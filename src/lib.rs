//! # link-graph
//!
//! Persistence layer for a distributed web crawler's link graph.
//!
//! The store keeps discovered pages ([`Link`]) and the directed references
//! between them ([`Edge`]), and lets crawler workers claim disjoint slices of
//! the data set to process in parallel.
//!
//! ## Architecture
//!
//! ```text
//! crawler workers ──upsert_link / upsert_edge──▶ Arc<dyn Graph>
//! scheduler ──links / edges over [from, to)───▶   ├─ InMemoryGraph
//!           ──remove_stale_edges─────────────▶   └─ PostgresGraph (feature "postgres")
//! ```
//!
//! ## Guarantees
//!
//! - Exactly one link per URL, exactly one edge per `(src, dst)` pair
//! - `retrieved_at` never moves backward
//! - A scan over `[from, to)` with cutoff `c` returns exactly the records whose
//!   id lies in the range and whose timestamp is strictly before `c`
//! - Both backends behave identically, including the [`GraphError`] kinds

#![warn(missing_docs)]
#![warn(clippy::all)]

pub mod error;
pub mod store;
pub mod types;

// Re-exports
pub use error::{GraphError, Result};
pub use store::{
    collect_all, storage_precision, EdgeIterator, Graph, GraphIterator, InMemoryGraph,
    LinkIterator, MAX_ID_ATTEMPTS,
};
#[cfg(feature = "postgres")]
pub use store::{PostgresConfig, PostgresGraph};
pub use types::{Edge, EdgeId, Link, LinkId, Partition, Range};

- Task description: Working from the listing above, give it again word for word.

- Solution:
filename src/lib.rs
//! # link-graph
//!
//! Persistence layer for a distributed web crawler's link graph.
//!
//! The store keeps discovered pages ([`Link`]) and the directed references
//! between them ([`Edge`]), and lets crawler workers claim disjoint slices of
//! the data set to process in parallel.
//!
//! ## Architecture
//!
//! ```text
//! crawler workers ──upsert_link / upsert_edge──▶ Arc<dyn Graph>
//! scheduler ──links / edges over [from, to)───▶   ├─ InMemoryGraph
//!           ──remove_stale_edges─────────────▶   └─ PostgresGraph (feature "postgres")
//! ```
//!
//! ## Guarantees
//!
//! - Exactly one link per URL, exactly one edge per `(src, dst)` pair
//! - `retrieved_at` never moves backward
//! - A scan over `[from, to)` with cutoff `c` returns exactly the records whose
//!   id lies in the range and whose timestamp is strictly before `c`
//! - Both backends behave identically, including the [`GraphError`] kinds

#![warn(missing_docs)]
#![warn(clippy::all)]

pub mod error;
pub mod store;
pub mod types;

// Re-exports
pub use error::{GraphError, Result};
pub use store::{
    collect_all, storage_precision, EdgeIterator, Graph, GraphIterator, InMemoryGraph,
    LinkIterator, MAX_ID_ATTEMPTS,
};
#[cfg(feature = "postgres")]
pub use store::{PostgresConfig, PostgresGraph};
pub use types::{Edge, EdgeId, Link, LinkId, Partition, Range};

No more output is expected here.